Exercise data —
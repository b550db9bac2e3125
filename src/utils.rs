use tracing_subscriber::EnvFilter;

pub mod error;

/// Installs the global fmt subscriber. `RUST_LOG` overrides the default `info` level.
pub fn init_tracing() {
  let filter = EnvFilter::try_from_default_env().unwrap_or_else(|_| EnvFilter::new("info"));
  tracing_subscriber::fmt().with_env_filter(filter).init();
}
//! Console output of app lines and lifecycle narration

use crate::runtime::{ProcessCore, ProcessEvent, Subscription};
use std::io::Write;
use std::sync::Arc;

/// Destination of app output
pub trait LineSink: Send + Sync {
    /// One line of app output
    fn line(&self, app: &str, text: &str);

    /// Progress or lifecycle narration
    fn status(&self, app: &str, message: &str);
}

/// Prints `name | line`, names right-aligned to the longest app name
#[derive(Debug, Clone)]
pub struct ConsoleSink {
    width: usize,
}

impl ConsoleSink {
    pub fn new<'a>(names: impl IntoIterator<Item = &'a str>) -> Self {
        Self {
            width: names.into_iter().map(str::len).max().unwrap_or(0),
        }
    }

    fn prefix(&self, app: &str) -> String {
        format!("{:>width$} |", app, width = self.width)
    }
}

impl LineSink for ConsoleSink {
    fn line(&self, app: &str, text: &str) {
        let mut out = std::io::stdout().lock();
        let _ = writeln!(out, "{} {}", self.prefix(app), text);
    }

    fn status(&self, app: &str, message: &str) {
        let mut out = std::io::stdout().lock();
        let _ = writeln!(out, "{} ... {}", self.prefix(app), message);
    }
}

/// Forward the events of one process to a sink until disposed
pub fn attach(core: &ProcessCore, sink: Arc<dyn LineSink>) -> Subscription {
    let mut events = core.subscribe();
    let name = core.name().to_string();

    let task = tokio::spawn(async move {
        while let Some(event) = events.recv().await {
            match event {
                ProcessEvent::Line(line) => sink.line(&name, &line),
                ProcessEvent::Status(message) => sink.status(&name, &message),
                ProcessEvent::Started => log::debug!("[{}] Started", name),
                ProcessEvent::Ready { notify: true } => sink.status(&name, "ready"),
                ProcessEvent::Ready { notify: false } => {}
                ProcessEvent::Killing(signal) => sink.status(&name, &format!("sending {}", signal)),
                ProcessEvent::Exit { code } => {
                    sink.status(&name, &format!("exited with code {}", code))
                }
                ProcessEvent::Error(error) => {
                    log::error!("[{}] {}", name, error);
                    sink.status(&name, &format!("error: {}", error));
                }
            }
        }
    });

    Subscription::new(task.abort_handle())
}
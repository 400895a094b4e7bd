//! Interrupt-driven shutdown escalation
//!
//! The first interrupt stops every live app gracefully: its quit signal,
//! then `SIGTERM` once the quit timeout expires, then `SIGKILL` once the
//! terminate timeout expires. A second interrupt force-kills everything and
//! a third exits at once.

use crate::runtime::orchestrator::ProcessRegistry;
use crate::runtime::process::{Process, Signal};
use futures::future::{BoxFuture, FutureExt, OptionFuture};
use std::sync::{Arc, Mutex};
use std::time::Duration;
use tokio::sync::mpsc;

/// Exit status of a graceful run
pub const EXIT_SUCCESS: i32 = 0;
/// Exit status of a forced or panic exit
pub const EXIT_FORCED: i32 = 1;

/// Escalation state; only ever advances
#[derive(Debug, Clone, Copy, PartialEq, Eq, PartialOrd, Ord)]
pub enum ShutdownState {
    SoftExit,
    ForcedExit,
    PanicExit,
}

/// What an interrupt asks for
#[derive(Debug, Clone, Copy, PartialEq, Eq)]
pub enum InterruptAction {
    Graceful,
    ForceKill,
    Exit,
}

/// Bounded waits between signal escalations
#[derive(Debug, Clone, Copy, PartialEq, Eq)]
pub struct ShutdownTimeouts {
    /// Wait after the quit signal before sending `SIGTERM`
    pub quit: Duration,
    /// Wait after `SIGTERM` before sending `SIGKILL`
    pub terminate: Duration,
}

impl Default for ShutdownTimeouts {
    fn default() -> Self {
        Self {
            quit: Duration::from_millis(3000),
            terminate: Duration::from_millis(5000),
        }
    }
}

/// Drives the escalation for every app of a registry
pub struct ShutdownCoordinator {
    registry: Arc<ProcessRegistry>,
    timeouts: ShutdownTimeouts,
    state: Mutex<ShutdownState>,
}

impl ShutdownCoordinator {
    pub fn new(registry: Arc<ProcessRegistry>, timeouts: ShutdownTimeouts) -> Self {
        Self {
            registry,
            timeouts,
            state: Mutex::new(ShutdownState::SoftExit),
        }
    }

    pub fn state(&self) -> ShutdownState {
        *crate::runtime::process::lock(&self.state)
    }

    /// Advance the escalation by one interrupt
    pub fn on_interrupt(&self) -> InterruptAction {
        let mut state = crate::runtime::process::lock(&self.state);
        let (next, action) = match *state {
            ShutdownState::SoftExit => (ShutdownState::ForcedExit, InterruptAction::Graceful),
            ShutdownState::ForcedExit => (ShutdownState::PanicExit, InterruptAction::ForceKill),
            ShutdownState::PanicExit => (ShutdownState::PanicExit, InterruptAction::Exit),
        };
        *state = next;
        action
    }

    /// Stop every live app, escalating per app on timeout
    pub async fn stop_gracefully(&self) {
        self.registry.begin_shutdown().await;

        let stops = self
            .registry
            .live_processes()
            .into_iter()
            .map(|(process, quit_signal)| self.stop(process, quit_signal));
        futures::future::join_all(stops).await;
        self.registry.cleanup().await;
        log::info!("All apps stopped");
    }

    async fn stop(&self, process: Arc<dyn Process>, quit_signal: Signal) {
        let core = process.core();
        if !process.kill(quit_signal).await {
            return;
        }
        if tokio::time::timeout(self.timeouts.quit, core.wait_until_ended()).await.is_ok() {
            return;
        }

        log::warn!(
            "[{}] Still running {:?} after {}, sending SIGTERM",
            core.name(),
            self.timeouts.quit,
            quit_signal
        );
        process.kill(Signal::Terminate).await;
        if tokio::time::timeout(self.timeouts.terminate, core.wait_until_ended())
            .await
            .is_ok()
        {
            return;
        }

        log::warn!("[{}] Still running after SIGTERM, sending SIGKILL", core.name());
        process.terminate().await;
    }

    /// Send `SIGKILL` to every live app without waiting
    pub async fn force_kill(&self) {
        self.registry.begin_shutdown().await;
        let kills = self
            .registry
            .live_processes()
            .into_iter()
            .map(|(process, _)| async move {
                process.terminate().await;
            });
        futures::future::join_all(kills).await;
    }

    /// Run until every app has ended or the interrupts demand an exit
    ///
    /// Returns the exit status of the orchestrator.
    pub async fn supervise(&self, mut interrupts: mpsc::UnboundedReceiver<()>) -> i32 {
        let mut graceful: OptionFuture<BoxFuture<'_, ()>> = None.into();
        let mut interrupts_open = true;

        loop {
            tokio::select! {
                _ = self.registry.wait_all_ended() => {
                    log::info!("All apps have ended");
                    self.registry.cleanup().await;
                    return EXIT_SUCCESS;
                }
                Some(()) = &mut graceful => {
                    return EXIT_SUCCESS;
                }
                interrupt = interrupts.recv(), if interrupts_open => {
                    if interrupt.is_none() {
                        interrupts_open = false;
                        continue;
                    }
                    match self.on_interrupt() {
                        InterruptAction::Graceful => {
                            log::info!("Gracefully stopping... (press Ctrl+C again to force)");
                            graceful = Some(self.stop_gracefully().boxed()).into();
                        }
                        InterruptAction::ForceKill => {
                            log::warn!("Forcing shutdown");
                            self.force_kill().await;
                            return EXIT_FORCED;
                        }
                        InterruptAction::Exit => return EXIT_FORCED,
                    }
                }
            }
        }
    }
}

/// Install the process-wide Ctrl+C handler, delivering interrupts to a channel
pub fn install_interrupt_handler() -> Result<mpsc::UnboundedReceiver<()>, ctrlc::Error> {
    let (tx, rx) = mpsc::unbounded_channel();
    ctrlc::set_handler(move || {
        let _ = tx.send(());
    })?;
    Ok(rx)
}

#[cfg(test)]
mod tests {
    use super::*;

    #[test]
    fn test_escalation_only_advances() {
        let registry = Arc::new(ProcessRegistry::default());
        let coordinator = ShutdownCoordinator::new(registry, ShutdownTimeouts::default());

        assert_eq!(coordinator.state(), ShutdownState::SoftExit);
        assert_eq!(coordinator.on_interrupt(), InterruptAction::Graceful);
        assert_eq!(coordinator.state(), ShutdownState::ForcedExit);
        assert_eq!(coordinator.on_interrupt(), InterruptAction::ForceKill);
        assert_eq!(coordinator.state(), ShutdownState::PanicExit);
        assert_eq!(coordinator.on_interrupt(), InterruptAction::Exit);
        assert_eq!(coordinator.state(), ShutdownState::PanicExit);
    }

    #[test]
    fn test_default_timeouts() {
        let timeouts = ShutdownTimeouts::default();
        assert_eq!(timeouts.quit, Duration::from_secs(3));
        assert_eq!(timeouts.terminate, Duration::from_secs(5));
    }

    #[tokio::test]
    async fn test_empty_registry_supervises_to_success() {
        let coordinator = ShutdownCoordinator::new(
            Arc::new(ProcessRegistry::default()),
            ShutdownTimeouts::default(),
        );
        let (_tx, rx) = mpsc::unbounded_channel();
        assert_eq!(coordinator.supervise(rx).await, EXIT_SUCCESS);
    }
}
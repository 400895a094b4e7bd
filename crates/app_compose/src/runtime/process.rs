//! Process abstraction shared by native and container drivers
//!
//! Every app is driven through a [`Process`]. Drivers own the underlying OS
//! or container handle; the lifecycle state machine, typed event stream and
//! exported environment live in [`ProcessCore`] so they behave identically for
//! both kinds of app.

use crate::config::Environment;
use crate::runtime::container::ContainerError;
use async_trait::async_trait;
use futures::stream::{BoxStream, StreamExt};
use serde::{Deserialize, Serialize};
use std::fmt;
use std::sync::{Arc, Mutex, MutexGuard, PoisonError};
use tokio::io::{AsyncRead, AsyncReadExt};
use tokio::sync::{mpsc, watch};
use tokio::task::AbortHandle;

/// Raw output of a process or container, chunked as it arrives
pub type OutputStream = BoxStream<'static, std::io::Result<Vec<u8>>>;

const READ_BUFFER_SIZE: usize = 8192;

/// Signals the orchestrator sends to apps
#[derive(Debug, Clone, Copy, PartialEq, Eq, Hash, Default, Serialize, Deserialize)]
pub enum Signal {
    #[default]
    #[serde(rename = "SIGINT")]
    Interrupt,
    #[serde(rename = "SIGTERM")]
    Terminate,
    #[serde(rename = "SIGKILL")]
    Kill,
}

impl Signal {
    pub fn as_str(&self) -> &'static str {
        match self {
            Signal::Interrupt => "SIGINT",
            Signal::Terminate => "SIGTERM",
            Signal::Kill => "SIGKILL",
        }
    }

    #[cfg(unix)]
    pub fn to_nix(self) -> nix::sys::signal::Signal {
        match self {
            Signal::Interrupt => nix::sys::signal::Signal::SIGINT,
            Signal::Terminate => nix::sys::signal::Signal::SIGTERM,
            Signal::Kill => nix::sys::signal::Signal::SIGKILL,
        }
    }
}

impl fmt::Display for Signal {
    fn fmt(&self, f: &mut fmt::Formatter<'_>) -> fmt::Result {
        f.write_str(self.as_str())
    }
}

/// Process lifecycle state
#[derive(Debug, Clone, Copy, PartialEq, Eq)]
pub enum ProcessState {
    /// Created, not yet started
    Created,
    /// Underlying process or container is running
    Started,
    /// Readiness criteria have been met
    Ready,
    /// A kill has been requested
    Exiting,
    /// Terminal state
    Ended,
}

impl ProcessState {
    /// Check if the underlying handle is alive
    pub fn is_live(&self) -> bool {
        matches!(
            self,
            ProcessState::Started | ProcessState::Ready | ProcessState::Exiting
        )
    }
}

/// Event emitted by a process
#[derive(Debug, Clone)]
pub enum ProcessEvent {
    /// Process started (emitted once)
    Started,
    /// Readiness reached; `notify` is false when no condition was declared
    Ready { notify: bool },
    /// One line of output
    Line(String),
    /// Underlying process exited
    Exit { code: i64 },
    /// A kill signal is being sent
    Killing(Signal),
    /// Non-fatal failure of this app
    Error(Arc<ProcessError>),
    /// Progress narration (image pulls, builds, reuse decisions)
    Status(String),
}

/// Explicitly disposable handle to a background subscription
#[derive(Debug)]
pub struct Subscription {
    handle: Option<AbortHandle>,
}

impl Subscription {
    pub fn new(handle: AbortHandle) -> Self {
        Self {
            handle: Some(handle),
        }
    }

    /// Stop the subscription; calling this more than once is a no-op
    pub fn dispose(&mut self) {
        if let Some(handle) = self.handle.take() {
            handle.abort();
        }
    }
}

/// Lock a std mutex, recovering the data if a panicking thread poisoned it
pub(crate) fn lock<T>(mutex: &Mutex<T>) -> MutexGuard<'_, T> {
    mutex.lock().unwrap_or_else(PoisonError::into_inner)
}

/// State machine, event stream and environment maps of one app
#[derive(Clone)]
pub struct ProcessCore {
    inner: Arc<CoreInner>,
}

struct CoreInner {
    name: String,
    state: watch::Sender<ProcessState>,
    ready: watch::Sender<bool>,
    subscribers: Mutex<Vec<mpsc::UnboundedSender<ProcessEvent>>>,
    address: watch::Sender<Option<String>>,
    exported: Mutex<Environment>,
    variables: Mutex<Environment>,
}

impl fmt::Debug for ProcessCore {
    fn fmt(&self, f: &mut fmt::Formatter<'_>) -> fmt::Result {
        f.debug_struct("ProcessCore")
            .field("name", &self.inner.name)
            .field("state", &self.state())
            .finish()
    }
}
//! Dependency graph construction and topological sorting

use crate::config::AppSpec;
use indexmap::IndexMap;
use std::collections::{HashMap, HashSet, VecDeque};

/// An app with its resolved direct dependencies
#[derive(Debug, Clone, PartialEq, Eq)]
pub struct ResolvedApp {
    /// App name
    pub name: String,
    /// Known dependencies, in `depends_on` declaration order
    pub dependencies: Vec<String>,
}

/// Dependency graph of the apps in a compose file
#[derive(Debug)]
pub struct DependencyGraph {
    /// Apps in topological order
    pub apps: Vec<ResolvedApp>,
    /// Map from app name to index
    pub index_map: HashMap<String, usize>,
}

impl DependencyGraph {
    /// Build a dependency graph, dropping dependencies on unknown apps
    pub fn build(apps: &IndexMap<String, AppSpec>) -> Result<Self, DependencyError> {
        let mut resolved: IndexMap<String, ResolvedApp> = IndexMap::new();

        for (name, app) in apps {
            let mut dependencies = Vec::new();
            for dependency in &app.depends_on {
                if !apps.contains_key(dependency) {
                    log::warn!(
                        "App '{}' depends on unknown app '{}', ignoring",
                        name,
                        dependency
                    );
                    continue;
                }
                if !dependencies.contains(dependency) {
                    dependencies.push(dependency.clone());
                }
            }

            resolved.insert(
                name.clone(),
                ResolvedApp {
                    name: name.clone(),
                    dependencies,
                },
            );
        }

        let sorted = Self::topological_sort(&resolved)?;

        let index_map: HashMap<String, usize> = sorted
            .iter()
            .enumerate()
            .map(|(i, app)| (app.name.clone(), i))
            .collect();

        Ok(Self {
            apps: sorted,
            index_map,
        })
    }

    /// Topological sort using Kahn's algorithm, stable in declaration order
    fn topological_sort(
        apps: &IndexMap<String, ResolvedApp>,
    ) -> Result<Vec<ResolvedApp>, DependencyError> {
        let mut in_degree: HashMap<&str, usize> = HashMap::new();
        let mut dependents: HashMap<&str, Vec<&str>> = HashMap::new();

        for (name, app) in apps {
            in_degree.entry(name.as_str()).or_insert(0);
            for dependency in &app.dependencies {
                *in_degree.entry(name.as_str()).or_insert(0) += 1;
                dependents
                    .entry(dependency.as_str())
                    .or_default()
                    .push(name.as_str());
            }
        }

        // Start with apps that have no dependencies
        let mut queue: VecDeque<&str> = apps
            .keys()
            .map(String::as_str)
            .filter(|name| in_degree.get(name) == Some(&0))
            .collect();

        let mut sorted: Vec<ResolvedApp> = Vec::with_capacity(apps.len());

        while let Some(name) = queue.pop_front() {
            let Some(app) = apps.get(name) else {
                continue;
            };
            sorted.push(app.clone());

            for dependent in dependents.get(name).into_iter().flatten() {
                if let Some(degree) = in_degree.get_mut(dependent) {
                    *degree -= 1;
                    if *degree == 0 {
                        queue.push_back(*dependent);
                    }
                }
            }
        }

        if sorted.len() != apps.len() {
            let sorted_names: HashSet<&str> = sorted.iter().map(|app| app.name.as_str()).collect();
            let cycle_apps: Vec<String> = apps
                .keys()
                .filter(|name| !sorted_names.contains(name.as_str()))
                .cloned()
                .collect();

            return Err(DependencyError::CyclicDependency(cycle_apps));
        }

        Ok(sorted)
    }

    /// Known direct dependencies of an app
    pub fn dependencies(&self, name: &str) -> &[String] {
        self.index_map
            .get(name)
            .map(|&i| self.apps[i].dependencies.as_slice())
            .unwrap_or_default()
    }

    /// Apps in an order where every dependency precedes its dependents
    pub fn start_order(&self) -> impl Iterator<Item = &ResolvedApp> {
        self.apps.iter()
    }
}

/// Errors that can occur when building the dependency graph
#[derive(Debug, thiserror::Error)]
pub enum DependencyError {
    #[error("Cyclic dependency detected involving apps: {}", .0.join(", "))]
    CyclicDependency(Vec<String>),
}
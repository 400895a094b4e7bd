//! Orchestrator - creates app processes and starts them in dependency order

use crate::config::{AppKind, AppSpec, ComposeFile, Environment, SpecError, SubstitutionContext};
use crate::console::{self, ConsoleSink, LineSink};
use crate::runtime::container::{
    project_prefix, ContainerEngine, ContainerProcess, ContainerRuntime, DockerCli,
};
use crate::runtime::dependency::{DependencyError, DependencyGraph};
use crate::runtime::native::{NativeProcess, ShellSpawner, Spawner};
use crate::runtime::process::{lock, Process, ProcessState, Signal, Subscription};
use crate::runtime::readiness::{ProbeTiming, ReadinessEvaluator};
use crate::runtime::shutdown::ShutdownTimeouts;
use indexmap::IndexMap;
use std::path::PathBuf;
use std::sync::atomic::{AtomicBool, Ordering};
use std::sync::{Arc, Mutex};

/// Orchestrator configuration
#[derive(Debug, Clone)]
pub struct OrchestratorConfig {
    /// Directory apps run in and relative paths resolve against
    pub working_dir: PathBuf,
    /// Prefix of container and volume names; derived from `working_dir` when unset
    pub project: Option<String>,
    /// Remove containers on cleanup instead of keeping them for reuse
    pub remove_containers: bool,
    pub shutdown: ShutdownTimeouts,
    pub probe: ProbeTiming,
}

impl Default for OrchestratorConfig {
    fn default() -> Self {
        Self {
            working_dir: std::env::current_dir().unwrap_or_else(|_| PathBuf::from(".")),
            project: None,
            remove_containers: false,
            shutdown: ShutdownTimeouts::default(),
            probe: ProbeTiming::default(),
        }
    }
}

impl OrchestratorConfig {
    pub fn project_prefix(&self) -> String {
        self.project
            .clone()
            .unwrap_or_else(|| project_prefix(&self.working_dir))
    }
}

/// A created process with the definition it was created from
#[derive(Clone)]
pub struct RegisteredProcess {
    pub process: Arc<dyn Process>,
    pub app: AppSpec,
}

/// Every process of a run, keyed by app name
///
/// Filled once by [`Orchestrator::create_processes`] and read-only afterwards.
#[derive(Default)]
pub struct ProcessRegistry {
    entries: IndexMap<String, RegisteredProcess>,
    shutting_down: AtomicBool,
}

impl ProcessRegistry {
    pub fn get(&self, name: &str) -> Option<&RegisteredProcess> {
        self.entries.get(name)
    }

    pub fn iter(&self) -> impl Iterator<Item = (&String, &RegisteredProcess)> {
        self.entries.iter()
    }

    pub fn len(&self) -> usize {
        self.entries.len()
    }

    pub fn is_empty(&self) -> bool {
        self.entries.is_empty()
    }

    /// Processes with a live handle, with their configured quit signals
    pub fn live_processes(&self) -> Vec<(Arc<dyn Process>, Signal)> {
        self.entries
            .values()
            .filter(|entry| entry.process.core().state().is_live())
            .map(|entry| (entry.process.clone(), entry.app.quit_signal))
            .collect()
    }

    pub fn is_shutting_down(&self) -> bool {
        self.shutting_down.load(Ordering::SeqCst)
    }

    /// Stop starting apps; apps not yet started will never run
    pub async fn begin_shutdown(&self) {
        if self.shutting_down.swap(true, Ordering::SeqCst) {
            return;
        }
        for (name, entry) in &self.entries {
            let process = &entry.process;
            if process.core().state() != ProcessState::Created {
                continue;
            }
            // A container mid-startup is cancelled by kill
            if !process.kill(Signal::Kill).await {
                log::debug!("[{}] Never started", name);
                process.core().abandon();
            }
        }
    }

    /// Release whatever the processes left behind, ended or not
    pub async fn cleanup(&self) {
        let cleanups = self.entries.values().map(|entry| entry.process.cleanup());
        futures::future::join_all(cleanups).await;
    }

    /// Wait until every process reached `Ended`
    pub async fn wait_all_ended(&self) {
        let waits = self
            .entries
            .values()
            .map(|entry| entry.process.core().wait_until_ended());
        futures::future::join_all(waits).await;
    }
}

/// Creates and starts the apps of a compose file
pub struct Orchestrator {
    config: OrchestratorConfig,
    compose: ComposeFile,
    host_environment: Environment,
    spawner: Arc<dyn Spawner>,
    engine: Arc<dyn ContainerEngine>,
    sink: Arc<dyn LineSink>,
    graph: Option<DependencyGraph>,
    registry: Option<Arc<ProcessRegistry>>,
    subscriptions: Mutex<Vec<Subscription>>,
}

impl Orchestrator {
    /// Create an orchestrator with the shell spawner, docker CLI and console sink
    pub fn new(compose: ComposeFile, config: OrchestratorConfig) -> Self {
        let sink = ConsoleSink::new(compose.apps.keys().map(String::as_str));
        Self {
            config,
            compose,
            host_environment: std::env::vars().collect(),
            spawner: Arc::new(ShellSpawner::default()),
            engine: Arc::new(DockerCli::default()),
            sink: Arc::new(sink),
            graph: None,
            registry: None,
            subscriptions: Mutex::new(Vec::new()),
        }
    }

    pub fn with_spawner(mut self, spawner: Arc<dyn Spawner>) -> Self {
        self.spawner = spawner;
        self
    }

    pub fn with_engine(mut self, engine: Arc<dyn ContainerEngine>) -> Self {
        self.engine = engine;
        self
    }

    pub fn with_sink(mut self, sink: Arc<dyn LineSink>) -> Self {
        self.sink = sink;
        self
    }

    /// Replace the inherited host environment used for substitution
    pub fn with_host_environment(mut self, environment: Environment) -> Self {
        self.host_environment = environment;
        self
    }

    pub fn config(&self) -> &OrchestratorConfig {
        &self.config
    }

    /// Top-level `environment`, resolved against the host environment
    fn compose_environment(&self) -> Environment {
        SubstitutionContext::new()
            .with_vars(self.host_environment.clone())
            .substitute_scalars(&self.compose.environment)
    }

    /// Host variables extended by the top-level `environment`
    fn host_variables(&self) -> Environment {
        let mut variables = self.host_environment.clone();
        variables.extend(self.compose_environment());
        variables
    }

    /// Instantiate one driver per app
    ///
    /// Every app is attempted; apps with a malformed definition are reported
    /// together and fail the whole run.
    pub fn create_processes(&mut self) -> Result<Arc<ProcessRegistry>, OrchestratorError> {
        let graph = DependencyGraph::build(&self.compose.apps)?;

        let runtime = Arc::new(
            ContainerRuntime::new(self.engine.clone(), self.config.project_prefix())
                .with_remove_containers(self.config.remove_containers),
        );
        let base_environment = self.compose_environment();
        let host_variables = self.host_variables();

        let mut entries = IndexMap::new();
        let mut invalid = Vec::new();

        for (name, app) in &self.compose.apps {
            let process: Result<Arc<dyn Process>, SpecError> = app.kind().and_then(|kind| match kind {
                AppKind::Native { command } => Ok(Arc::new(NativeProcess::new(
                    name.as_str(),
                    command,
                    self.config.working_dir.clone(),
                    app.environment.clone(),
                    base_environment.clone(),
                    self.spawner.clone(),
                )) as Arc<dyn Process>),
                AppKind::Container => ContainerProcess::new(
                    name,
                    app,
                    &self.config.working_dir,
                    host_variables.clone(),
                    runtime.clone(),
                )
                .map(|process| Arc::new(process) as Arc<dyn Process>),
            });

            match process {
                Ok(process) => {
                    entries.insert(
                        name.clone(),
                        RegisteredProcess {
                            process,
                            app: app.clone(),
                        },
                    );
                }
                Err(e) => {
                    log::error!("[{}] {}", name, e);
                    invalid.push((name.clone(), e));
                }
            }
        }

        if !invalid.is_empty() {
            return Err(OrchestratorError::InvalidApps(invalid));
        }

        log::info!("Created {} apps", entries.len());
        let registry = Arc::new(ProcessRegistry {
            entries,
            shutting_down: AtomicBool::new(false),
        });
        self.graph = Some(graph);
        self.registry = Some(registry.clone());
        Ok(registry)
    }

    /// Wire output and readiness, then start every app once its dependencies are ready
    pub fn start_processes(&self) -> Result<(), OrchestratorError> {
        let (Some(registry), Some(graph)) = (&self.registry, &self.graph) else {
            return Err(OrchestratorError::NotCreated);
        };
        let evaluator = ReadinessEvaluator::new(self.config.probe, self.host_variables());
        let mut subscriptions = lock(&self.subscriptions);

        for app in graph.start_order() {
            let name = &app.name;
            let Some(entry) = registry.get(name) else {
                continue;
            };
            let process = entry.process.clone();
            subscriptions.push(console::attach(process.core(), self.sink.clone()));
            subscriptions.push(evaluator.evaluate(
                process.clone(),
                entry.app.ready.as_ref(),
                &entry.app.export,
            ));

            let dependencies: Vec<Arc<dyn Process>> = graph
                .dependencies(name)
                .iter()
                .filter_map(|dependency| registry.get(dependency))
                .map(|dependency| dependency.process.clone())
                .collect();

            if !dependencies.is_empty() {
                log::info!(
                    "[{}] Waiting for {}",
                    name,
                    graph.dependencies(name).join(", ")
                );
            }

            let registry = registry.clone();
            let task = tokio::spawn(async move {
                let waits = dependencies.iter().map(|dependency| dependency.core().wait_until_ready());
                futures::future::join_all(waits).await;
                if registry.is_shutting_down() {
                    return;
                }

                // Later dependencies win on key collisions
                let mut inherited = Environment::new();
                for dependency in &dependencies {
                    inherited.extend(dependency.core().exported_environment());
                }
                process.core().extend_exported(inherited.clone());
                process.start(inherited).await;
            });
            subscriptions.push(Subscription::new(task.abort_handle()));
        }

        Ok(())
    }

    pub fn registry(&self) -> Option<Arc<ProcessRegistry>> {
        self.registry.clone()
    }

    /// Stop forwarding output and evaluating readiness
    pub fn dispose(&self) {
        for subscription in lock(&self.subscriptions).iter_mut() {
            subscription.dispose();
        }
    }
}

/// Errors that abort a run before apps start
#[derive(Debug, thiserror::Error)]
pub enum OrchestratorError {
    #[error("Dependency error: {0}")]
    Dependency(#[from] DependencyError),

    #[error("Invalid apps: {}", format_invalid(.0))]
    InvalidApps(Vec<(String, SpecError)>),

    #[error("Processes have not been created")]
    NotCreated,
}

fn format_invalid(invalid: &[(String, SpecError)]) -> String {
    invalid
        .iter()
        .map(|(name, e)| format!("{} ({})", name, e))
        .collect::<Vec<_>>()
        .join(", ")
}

Work item — Keep only those lines of the records that hold "kills", and return them.

Response box —
//! terminate timeout expires. A second interrupt force-kills everything and
        let kills = self
        futures::future::join_all(kills).await;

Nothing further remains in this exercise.